Wednesday, July 11, 2012

General Convention: the cry goes up, how long?


I have been casually reading comments on the General Convention going on now, and the comments from  George Clifford, on Episcopal Café  follow along with the more reasonable ones. He hammers home the point that much of the discussion at church conventions (all denominations) rates barely a blip in the rest of the country, and that all the various “reforms” do little or nothing to stop the numerical and financial decline of the denomination. He made a few ho-hum, re-hashed suggestions about what to do about all this.

Near the end of his commentary, he made real progress though. This makes sense:

… formal denominational efforts to influence national and international policies and legislation have achieved proportionately few results for the resources invested. Single-issue ecumenical organizations, such as Interfaith Power and Light, have enlisted greater support, received larger resources, and produced greater results.

Successfully re-visioning and re-creating TEC will produce an organization focused on its strength (building local communities of God's people who join in worship, caring for one another, and offer hospitality to strangers) that networks with other Christian organizations to achieve other aspects of the gospel mandate. The end of Christendom suggests that a strategy loosely linked multiple organizations may be more effective than the monolithic church of the past. The Church’s unity will be seen in relationships rather than structures.

The central organization of the Episcopal Church (using that stupid abbreviation “TEC” or even worse “ECUSA” is a major PART of this whole problem! So fucking in-groupy) can do whatever it wants to. It doesn’t matter to the mission of the church. People can go to Convention and work out governance matters, and we clergy can follow the rules. Fine.

Meanwhile, the real church happens, as Clifford says, in de-centralized relational organizations, groups which rise up as occasions demand, and then fall away – if those who organized them have the good sense to get out of the way when the purposes for which they were organized no longer exist.

Enlightenment/entitlement theology has a death grip on the institutional church. Every fractured interest group wants a seat at the Table – but guess what: there is no Table any more, no one place where all the important decisions are made. There are many, multiple tables, and the ones which offer the most effective hospitality are the ones on local levels – some Christian, some interfaith, some post-Christian.

In 1919, the churches developed the strategy that the best way to influence American society was to imitate it – to develop its own corporate structure that mirrored the most successful models of American life, the corporation. This strategy became fully incarnate with the establishment of the Church Center at 815 Second Avenue. Church as corporation worked for a while, but it has calcified. Even big American corporations are more flexible than the Episcopal Church. Management schools have for quite some time developed more decentralized models, sensitive and able to change and adapt to changing environments. Business, which we imitated, changed – even Mad Men, by the 5th season, wasn’t Mad Men in the same way. The church, however, remains wedded to what it looked like in 1960. There are thousands of people who like it that way – all those people who love going to church meetings. It is fun. It can be exhausting. You can come to believe that it is important.

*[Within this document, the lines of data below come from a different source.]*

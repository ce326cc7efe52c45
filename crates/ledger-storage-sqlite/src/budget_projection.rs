use std::path::PathBuf;
use std::str::FromStr;

use ledger_core::{BudgetProjectionStore, CoreError};
use ledger_domain::event::BudgetPeriodType;
use ledger_domain::BudgetRecord;
use rusqlite::Connection;
use rust_decimal::Decimal;

use crate::error::StoreError;

const SCHEMA: &str = r#"
CREATE TABLE IF NOT EXISTS budget_projections (
    budget_id TEXT PRIMARY KEY,
    category TEXT NOT NULL,
    subcategory TEXT,
    period_type TEXT NOT NULL,
    start_date TEXT NOT NULL,
    amount TEXT NOT NULL,
    currency TEXT NOT NULL,
    is_active INTEGER NOT NULL DEFAULT 1
);
"#;

pub struct SqliteBudgetProjectionStore {
    db_path: PathBuf,
}

impl SqliteBudgetProjectionStore {
    pub fn open(db_path: impl Into<PathBuf>) -> Result<Self, StoreError> {
        let db_path = db_path.into();
        let conn = Connection::open(&db_path)?;
        conn.execute_batch(SCHEMA)?;
        Ok(Self { db_path })
    }

    fn connect(&self) -> Result<Connection, StoreError> {
        Ok(Connection::open(&self.db_path)?)
    }
}

fn period_type_to_str(period: BudgetPeriodType) -> &'static str {
    match period {
        BudgetPeriodType::Monthly => "monthly",
        BudgetPeriodType::Yearly => "yearly",
    }
}

fn period_type_from_str(s: &str) -> BudgetPeriodType {
    match s {
        "yearly" => BudgetPeriodType::Yearly,
        _ => BudgetPeriodType::Monthly,
    }
}

fn row_to_record(row: &rusqlite::Row) -> rusqlite::Result<BudgetRecord> {
    let amount_str: String = row.get("amount")?;
    let start_date_str: String = row.get("start_date")?;
    let period_type_str: String = row.get("period_type")?;
    Ok(BudgetRecord {
        budget_id: row.get("budget_id")?,
        category: row.get("category")?,
        subcategory: row.get("subcategory")?,
        period_type: period_type_from_str(&period_type_str),
        start_date: chrono::NaiveDate::parse_from_str(&start_date_str, "%Y-%m-%d").unwrap(),
        amount: Decimal::from_str(&amount_str).unwrap_or_default(),
        currency: row.get("currency")?,
        is_active: row.get::<_, i64>("is_active")? != 0,
    })
}

impl BudgetProjectionStore for SqliteBudgetProjectionStore {
    fn clear(&self) -> Result<(), CoreError> {
        let conn = self.connect().map_err(CoreError::from)?;
        conn.execute("DELETE FROM budget_projections", [])
            .map_err(|e| CoreError::from(StoreError::from(e)))?;
        Ok(())
    }

    fn get(&self, budget_id: &str) -> Result<Option<BudgetRecord>, CoreError> {
        let conn = self.connect().map_err(CoreError::from)?;
        let result = conn.query_row(
            "SELECT * FROM budget_projections WHERE budget_id = ?1",
            rusqlite::params![budget_id],
            row_to_record,
        );
        match result {
            Ok(record) => Ok(Some(record)),
            Err(rusqlite::Error::QueryReturnedNoRows) => Ok(None),
            Err(e) => Err(CoreError::from(StoreError::from(e))),
        }
    }

    fn upsert(&self, record: &BudgetRecord) -> Result<(), CoreError> {
        let conn = self.connect().map_err(CoreError::from)?;
        conn.execute(
            "INSERT INTO budget_projections
                (budget_id, category, subcategory, period_type, start_date, amount, currency, is_active)
             VALUES (?1, ?2, ?3, ?4, ?5, ?6, ?7, ?8)
             ON CONFLICT(budget_id) DO UPDATE SET
                category = excluded.category,
                subcategory = excluded.subcategory,
                period_type = excluded.period_type,
                amount = excluded.amount,
                currency = excluded.currency,
                is_active = excluded.is_active",
            rusqlite::params![
                record.budget_id,
                record.category,
                record.subcategory,
                period_type_to_str(record.period_type),
                record.start_date.format("%Y-%m-%d").to_string(),
                record.amount.to_string(),
                record.currency,
                record.is_active as i64,
            ],
        )
        .map_err(|e| CoreError::from(StoreError::from(e)))?;
        Ok(())
    }

    fn get_active(&self) -> Result<Vec<BudgetRecord>, CoreError> {
        let conn = self.connect().map_err(CoreError::from)?;
        let mut stmt = conn
            .prepare("SELECT * FROM budget_projections WHERE is_active = 1")
            .map_err(|e| CoreError::from(StoreError::from(e)))?;
        let rows = stmt
            .query_map([], row_to_record)
            .map_err(|e| CoreError::from(StoreError::from(e)))?;
        let mut records = Vec::new();
        for row in rows {
            records.push(row.map_err(|e| CoreError::from(StoreError::from(e)))?);
        }
        Ok(records)
    }
}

Meanwhile, whole new webs, relationships, projects, plans, organizations grow and shrink around us. In many cases, they ARE us, and in many more cases we can find common mission in ways that have nothing to do with institutional structures.

2 comments:

  1. I thoroughly agree with your post. Throughout the week I felt one is either called to the work of General Convention or not. I am not called. I am glad I served as an alternate as the role offered me a great opportunity to better understand the governance of the church. My favorite parts of General Convention was meeting new people to explore ways of living the Gospel.

    There is a structural dissonance that is out of step with 30 churches closing every month and the expectation that 2 to 3 times more will close every month over the next 5-10 years. The triumphalism of General Convention is part of the denial that The Episcopal Church is timeless and will not change.

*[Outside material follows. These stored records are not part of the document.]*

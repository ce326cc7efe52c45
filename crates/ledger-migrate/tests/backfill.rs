use std::io::Write;

use chrono::{TimeZone, Utc};
use ledger_config::CategoriesConfig;
use ledger_core::{EventLog, ProjectionBuilder};
use ledger_migrate::MigrationService;
use ledger_storage_sqlite::{SqliteBudgetProjectionStore, SqliteEventLog, SqliteProjectionMetadataStore, SqliteTransactionProjectionStore};
use tempfile::tempdir;

const CSV_BODY: &str = "\
row_type,transaction_id,date,description,amount,currency,account_id,category,subcategory,source_file,metadata_json
primary,tx-1,2025-03-01,SPOTIFY PREMIUM,-12.99,CAD,acct-chequing,Subscriptions,,2025-03-01-chequing.csv,
primary,tx-2,2025-03-02,COFFEE SHOP,-4.50,CAD,acct-chequing,,,2025-03-01-chequing.csv,
primary,tx-3,2025-03-03,PAYCHECK,2500.00,CAD,acct-chequing,Income,Salary,2025-03-01-chequing.csv,
";

const CATEGORIES_YAML: &str = "\
categories:
  - name: Subscriptions
    description: Recurring services
    budget:
      amount: \"50.00\"
      period: monthly
  - name: Income
    description: Earnings
    subcategories:
      - name: Salary
        description: Regular pay
  - name: Groceries
    description: Food
    budget:
      amount: \"400.00\"
      period: monthly
";

#[test]
fn backfill_scenario_matches_source_counts() {
    let source_dir = tempdir().unwrap();
    let mut csv_file = std::fs::File::create(source_dir.path().join("2025-03-01-chequing.csv")).unwrap();
    csv_file.write_all(CSV_BODY.as_bytes()).unwrap();

    let config_path = tempdir().unwrap().path().join("categories.yml");
    std::fs::write(&config_path, CATEGORIES_YAML).unwrap();
    let config = CategoriesConfig::load(&config_path).unwrap();

    let dbs = tempdir().unwrap();
    let event_log = SqliteEventLog::open(dbs.path().join("events.db")).unwrap();
    let transactions = SqliteTransactionProjectionStore::open(dbs.path().join("projections.db")).unwrap();
    let budgets = SqliteBudgetProjectionStore::open(dbs.path().join("budget_projections.db")).unwrap();
    let metadata = SqliteProjectionMetadataStore::open(dbs.path().join("projections.db")).unwrap();

    MigrationService::check_preconditions(source_dir.path(), event_log.latest_sequence().unwrap() == 0, false).unwrap();

    let now = Utc.with_ymd_and_hms(2026, 1, 1, 0, 0, 0).unwrap();
    let generated = MigrationService::generate_transaction_events(
        &source_dir.path().join("2025-03-01-chequing.csv"),
        now,
    )
    .unwrap();
    assert!(generated.errors.is_empty());
    // 3 primary rows, 2 of which carry a category -> 5 events total.
    assert_eq!(generated.events.len(), 5);

    for event in &generated.events {
        event_log.append(event).unwrap();
    }

    let budget_events = MigrationService::generate_budget_events(&config, "CAD", None);
    // Only top-level categories with a budget: Subscriptions and Groceries.
    assert_eq!(budget_events.len(), 2);
    for event in &budget_events {
        event_log.append(event).unwrap();
    }

    let builder = ProjectionBuilder::new(&event_log, &transactions, &budgets, &metadata);
    builder.rebuild_from_scratch().unwrap();

    let result = MigrationService::validate_migration(source_dir.path(), &transactions, &budgets, &config).unwrap();
    assert!(result.is_valid, "validation errors: {:?}", result.errors);
    assert!(result.transaction_count_match);
    assert!(result.budget_count_match);
    assert!(result.sample_transactions_match);
}

#[test]
fn missing_transaction_id_is_skipped_not_fatal() {
    let dir = tempdir().unwrap();
    let path = dir.path().join("broken.csv");
    std::fs::write(
        &path,
        "row_type,transaction_id,date,description,amount,currency,account_id,category,subcategory,source_file,metadata_json\n\
         primary,,2025-03-01,MYSTERY,-1.00,CAD,acct-1,,,broken.csv,\n\
         primary,tx-ok,2025-03-02,KNOWN,-2.00,CAD,acct-1,,,broken.csv,\n",
    )
    .unwrap();

    let now = Utc.with_ymd_and_hms(2026, 1, 1, 0, 0, 0).unwrap();
    let generated = MigrationService::generate_transaction_events(&path, now).unwrap();
    assert_eq!(generated.events.len(), 1);
    assert_eq!(generated.errors.len(), 1);
    assert!(generated.errors[0].contains("Missing transaction_id"));
}

#[test]
fn colon_in_category_is_skipped_not_fatal() {
    let dir = tempdir().unwrap();
    let path = dir.path().join("bad-category.csv");
    std::fs::write(
        &path,
        "row_type,transaction_id,date,description,amount,currency,account_id,category,subcategory,source_file,metadata_json\n\
         primary,tx-1,2025-03-01,RENT,-1000.00,CAD,acct-1,Housing:Rent,,bad-category.csv,\n\
         primary,tx-2,2025-03-02,PAYCHECK,2000.00,CAD,acct-1,Income,,bad-category.csv,\n",
    )
    .unwrap();

    let now = Utc.with_ymd_and_hms(2026, 1, 1, 0, 0, 0).unwrap();
    let generated = MigrationService::generate_transaction_events(&path, now).unwrap();
    // Both TransactionImported events still land; only the malformed
    // category's TransactionCategorized is dropped.
    assert_eq!(generated.events.len(), 3);
    assert_eq!(generated.errors.len(), 1);
    assert!(generated.errors[0].contains("must not contain ':'"));
}
use std::path::PathBuf;
use std::str::FromStr;

use ledger_core::{CoreError, TransactionProjectionStore};
use ledger_domain::TransactionRecord;
use rusqlite::Connection;
use rust_decimal::Decimal;
use uuid::Uuid;

use crate::error::StoreError;

const SCHEMA: &str = r#"
CREATE TABLE IF NOT EXISTS transaction_projections (
    transaction_id TEXT PRIMARY KEY,
    transaction_date TEXT NOT NULL,
    canonical_description TEXT NOT NULL,
    description_history TEXT NOT NULL,
    amount TEXT NOT NULL,
    currency TEXT NOT NULL,
    account_id TEXT NOT NULL,
    category TEXT,
    subcategory TEXT,
    counterparty TEXT,
    notes TEXT,
    source_file TEXT,
    is_duplicate INTEGER NOT NULL DEFAULT 0,
    primary_transaction_id TEXT,
    last_event_id TEXT NOT NULL,
    projection_version INTEGER NOT NULL DEFAULT 1
);
CREATE INDEX IF NOT EXISTS idx_txn_proj_date ON transaction_projections(transaction_date);
CREATE INDEX IF NOT EXISTS idx_txn_proj_account ON transaction_projections(account_id);
CREATE INDEX IF NOT EXISTS idx_txn_proj_category ON transaction_projections(category, subcategory);
"#;

pub struct SqliteTransactionProjectionStore {
    db_path: PathBuf,
}

impl SqliteTransactionProjectionStore {
    pub fn open(db_path: impl Into<PathBuf>) -> Result<Self, StoreError> {
        let db_path = db_path.into();
        let conn = Connection::open(&db_path)?;
        conn.execute_batch(SCHEMA)?;
        Ok(Self { db_path })
    }

    fn connect(&self) -> Result<Connection, StoreError> {
        Ok(Connection::open(&self.db_path)?)
    }
}

fn row_to_record(row: &rusqlite::Row) -> rusqlite::Result<TransactionRecord> {
    let history_json: String = row.get("description_history")?;
    let description_history: Vec<String> = serde_json::from_str(&history_json).unwrap_or_default();
    let amount_str: String = row.get("amount")?;
    let date_str: String = row.get("transaction_date")?;
    let last_event_id_str: String = row.get("last_event_id")?;

    Ok(TransactionRecord {
        transaction_id: row.get("transaction_id")?,
        transaction_date: chrono::NaiveDate::parse_from_str(&date_str, "%Y-%m-%d").unwrap(),
        amount: Decimal::from_str(&amount_str).unwrap_or_default(),
        currency: row.get("currency")?,
        account_id: row.get("account_id")?,
        source_file: row.get::<_, Option<String>>("source_file")?.unwrap_or_default(),
        canonical_description: row.get("canonical_description")?,
        description_history,
        category: row.get("category")?,
        subcategory: row.get("subcategory")?,
        counterparty: row.get("counterparty")?,
        notes: row.get("notes")?,
        is_duplicate: row.get::<_, i64>("is_duplicate")? != 0,
        primary_transaction_id: row.get("primary_transaction_id")?,
        last_event_id: Uuid::parse_str(&last_event_id_str).unwrap_or_default(),
        projection_version: row.get::<_, i64>("projection_version")? as u32,
    })
}

impl TransactionProjectionStore for SqliteTransactionProjectionStore {
    fn clear(&self) -> Result<(), CoreError> {
        let conn = self.connect().map_err(CoreError::from)?;
        conn.execute("DELETE FROM transaction_projections", [])
            .map_err(|e| CoreError::from(StoreError::from(e)))?;
        Ok(())
    }

    fn get(&self, transaction_id: &str) -> Result<Option<TransactionRecord>, CoreError> {
        let conn = self.connect().map_err(CoreError::from)?;
        let result = conn.query_row(
            "SELECT * FROM transaction_projections WHERE transaction_id = ?1",
            rusqlite::params![transaction_id],
            row_to_record,
        );
        match result {
            Ok(record) => Ok(Some(record)),
            Err(rusqlite::Error::QueryReturnedNoRows) => Ok(None),
            Err(e) => Err(CoreError::from(StoreError::from(e))),
        }
    }

    fn upsert(&self, record: &TransactionRecord) -> Result<(), CoreError> {
        let conn = self.connect().map_err(CoreError::from)?;
        let history_json = serde_json::to_string(&record.description_history).unwrap_or_else(|_| "[]".to_string());
        conn.execute(
            "INSERT INTO transaction_projections
                (transaction_id, transaction_date, canonical_description, description_history,
                 amount, currency, account_id, category, subcategory, counterparty, notes,
                 source_file, is_duplicate, primary_transaction_id, last_event_id, projection_version)
             VALUES (?1, ?2, ?3, ?4, ?5, ?6, ?7, ?8, ?9, ?10, ?11, ?12, ?13, ?14, ?15, ?16)
             ON CONFLICT(transaction_id) DO UPDATE SET
                canonical_description = excluded.canonical_description,
                description_history = excluded.description_history,
                category = excluded.category,
                subcategory = excluded.subcategory,
                counterparty = excluded.counterparty,
                notes = excluded.notes,
                is_duplicate = excluded.is_duplicate,
                primary_transaction_id = excluded.primary_transaction_id,
                last_event_id = excluded.last_event_id,
                projection_version = excluded.projection_version",
            rusqlite::params![
                record.transaction_id,
                record.transaction_date.format("%Y-%m-%d").to_string(),
                record.canonical_description,
                history_json,
                record.amount.to_string(),
                record.currency,
                record.account_id,
                record.category,
                record.subcategory,
                record.counterparty,
                record.notes,
                record.source_file,
                record.is_duplicate as i64,
                record.primary_transaction_id,
                record.last_event_id.to_string(),
                record.projection_version as i64,
            ],
        )
        .map_err(|e| CoreError::from(StoreError::from(e)))?;
        Ok(())
    }

    fn get_all(&self, include_duplicates: bool) -> Result<Vec<TransactionRecord>, CoreError> {
        let conn = self.connect().map_err(CoreError::from)?;
        let sql = if include_duplicates {
            "SELECT * FROM transaction_projections ORDER BY transaction_date, account_id, transaction_id"
        } else {
            "SELECT * FROM transaction_projections WHERE is_duplicate = 0
             ORDER BY transaction_date, account_id, transaction_id"
        };
        let mut stmt = conn.prepare(sql).map_err(|e| CoreError::from(StoreError::from(e)))?;
        let rows = stmt
            .query_map([], row_to_record)
            .map_err(|e| CoreError::from(StoreError::from(e)))?;
        let mut records = Vec::new();
        for row in rows {
            records.push(row.map_err(|e| CoreError::from(StoreError::from(e)))?);
        }
        Ok(records)
    }
}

    As a priest I feel far more connected living the Gospel through my Postcolonial Networks in its multi-faith and transnational relationships than I do at General Convention. In these relationships there is abundant space for ambiguity and a multiplicity of ways of living and questioning.

    I continue to be uncomfortable with the dominant model of the Christian church where unity reigns and we must all agree or the majority agrees and then we all must follow the way chosen. Unity of this nature is a colonial model that perpetuates interpersonal violence. Why not walk in multiple directions of practiced faith and then meet at the Eucharistic table to be fed for the journey?

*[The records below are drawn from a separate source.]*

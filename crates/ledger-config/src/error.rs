use std::io;

use thiserror::Error;

#[derive(Debug, Error)]
pub enum ConfigError {
    #[error("io error: {0}")]
    Io(#[from] io::Error),
    #[error("yaml error: {0}")]
    Yaml(#[from] serde_yaml::Error),
    #[error("validation failed: {0}")]
    Validation(String),
}
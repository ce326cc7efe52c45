use std::collections::HashSet;

use ledger_domain::event::{Assessment, EventPayload, TransactionPair, TransactionSnapshot};
use ledger_domain::TransactionRecord;
use rust_decimal::Decimal;

use crate::error::CoreError;
use crate::event_log::EventLog;

/// Minimum number of labeled pairs required before a trained classifier
/// is trusted over the oracle fallback.
pub const MIN_TRAINING_EXAMPLES: usize = 10;

/// An interchangeable capability for assessing whether a candidate pair
/// is a true duplicate. The trained ML classifier and the LLM-backed
/// oracle are both implementations of this trait; the detector treats
/// them identically.
pub trait Classifier {
    /// Trains on labeled pairs, returning summary metrics. Implementations
    /// must fail with `CoreError::InsufficientTrainingData` when fewer
    /// than `MIN_TRAINING_EXAMPLES` pairs are supplied.
    fn train(&mut self, pairs: &[(TransactionPair, bool)]) -> Result<TrainingMetrics, CoreError>;

    /// Predicts whether a candidate pair is a duplicate. Implementations
    /// must fail with `CoreError::UntrainedModel` if called before a
    /// successful `train`.
    fn predict(&self, pair: &TransactionPair) -> Result<Assessment, CoreError>;

    /// Whether this classifier has been trained and is ready to predict.
    fn is_trained(&self) -> bool;
}

#[derive(Debug, Clone, Copy, PartialEq)]
pub struct TrainingMetrics {
    pub train_accuracy: f64,
    pub validation_accuracy: f64,
    pub precision: f64,
    pub recall: f64,
    pub train_examples: usize,
    pub validation_examples: usize,
}

/// Candidate generation parameters.
#[derive(Debug, Clone, Copy)]
pub struct DetectionParams {
    pub max_days_apart: i64,
    pub amount_tolerance: Decimal,
}

impl Default for DetectionParams {
    fn default() -> Self {
        Self {
            max_days_apart: 1,
            amount_tolerance: Decimal::new(1, 3), // 0.001
        }
    }
}

fn pair_key(a: &str, b: &str) -> (String, String) {
    if a <= b {
        (a.to_string(), b.to_string())
    } else {
        (b.to_string(), a.to_string())
    }
}

/// Reads all `DuplicateConfirmed`/`DuplicateRejected` events and forms
/// the set of already-resolved `{id1, id2}` pair keys, so interrupted
/// sessions resume without re-showing the same candidate twice.
pub fn resolved_pairs<L: EventLog>(event_log: &L) -> Result<HashSet<(String, String)>, CoreError> {
    let mut resolved = HashSet::new();
    for event in event_log.get_all()? {
        match &event.payload {
            EventPayload::DuplicateConfirmed(p) => {
                resolved.insert(pair_key(&p.primary_transaction_id, &p.duplicate_transaction_id));
            }
            EventPayload::DuplicateRejected(p) => {
                resolved.insert(pair_key(&p.transaction_id_1, &p.transaction_id_2));
            }
            _ => {}
        }
    }
    Ok(resolved)
}

fn to_snapshot(record: &TransactionRecord) -> TransactionSnapshot {
    TransactionSnapshot {
        transaction_id: record.transaction_id.clone(),
        date: record.transaction_date,
        account_id: record.account_id.clone(),
        amount: record.amount,
        description: record.canonical_description.clone(),
    }
}

/// Enumerates candidate duplicate pairs from a date-sorted, non-duplicate
/// transaction set. `transactions` must already be sorted by
/// `(transaction_date, account_id, transaction_id)`; callers get this for
/// free from `TransactionProjectionStore::get_all(false)`.
///
/// Mirrors the heuristic pre-filter exactly: the inner loop **breaks**
/// (not skips) once the date window is exceeded, relying on sort order.
pub fn find_candidate_pairs(
    transactions: &[TransactionRecord],
    params: DetectionParams,
) -> Vec<TransactionPair> {
    let mut candidates = Vec::new();
    for (i, t1) in transactions.iter().enumerate() {
        for t2 in &transactions[i + 1..] {
            let date_diff = (t2.transaction_date - t1.transaction_date).num_days().abs();
            if date_diff > params.max_days_apart {
                break;
            }
            if t1.account_id != t2.account_id {
                continue;
            }
            let amount_diff = (t2.amount - t1.amount).abs();
            if amount_diff > params.amount_tolerance {
                continue;
            }
            if t1.canonical_description == t2.canonical_description {
                continue;
            }
            candidates.push(TransactionPair {
                txn1: to_snapshot(t1),
                txn2: to_snapshot(t2),
            });
        }
    }
    candidates
}

/// Filters candidates against already-resolved pairs.
pub fn suppress_resolved(
    candidates: Vec<TransactionPair>,
    resolved: &HashSet<(String, String)>,
) -> Vec<TransactionPair> {
    candidates
        .into_iter()
        .filter(|pair| !resolved.contains(&pair_key(pair.txn1_id(), pair.txn2_id())))
        .collect()
}

#[derive(Debug, Clone)]
pub struct DuplicateMatch {
    pub pair: TransactionPair,
    pub assessment: Assessment,
}

/// Assesses every supplied candidate with `classifier` if trained and
/// enough labeled examples exist, else falls back to `oracle`, then sorts
/// matches by confidence descending.
pub fn scan_transactions(
    candidates: Vec<TransactionPair>,
    classifier: Option<&dyn Classifier>,
    oracle: &dyn Classifier,
) -> Result<Vec<DuplicateMatch>, CoreError> {
    let mut matches = Vec::with_capacity(candidates.len());
    for pair in candidates {
        let assessment = match classifier.filter(|c| c.is_trained()) {
            Some(c) => c.predict(&pair)?,
            None => oracle.predict(&pair)?,
        };
        matches.push(DuplicateMatch { pair, assessment });
    }
    matches.sort_by(|a, b| {
        b.assessment
            .confidence
            .partial_cmp(&a.assessment.confidence)
            .unwrap_or(std::cmp::Ordering::Equal)
    });
    Ok(matches)
}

    I do not see change coming other than through an organic process over time. Change will not come through General Convention but rather will emerge through changes in the way people practice their faith and live their values.

    Thank you for your post.

    ReplyDelete
  2. Thanks, Joe! really thoughtful - so glad to hear about your experiences. There are many ways and places that Christian community DOES work and does do good things - I was glad George Clifford picked up on groups like Interfaith Power and Light, which, like your Post-Colonial network, pulls together disparate people and moves things along. There absolutely can be sustainable (financially and spiritually) parish churches, but it requires enormous flexiblity and imagination to surf the tsunami waves of culture.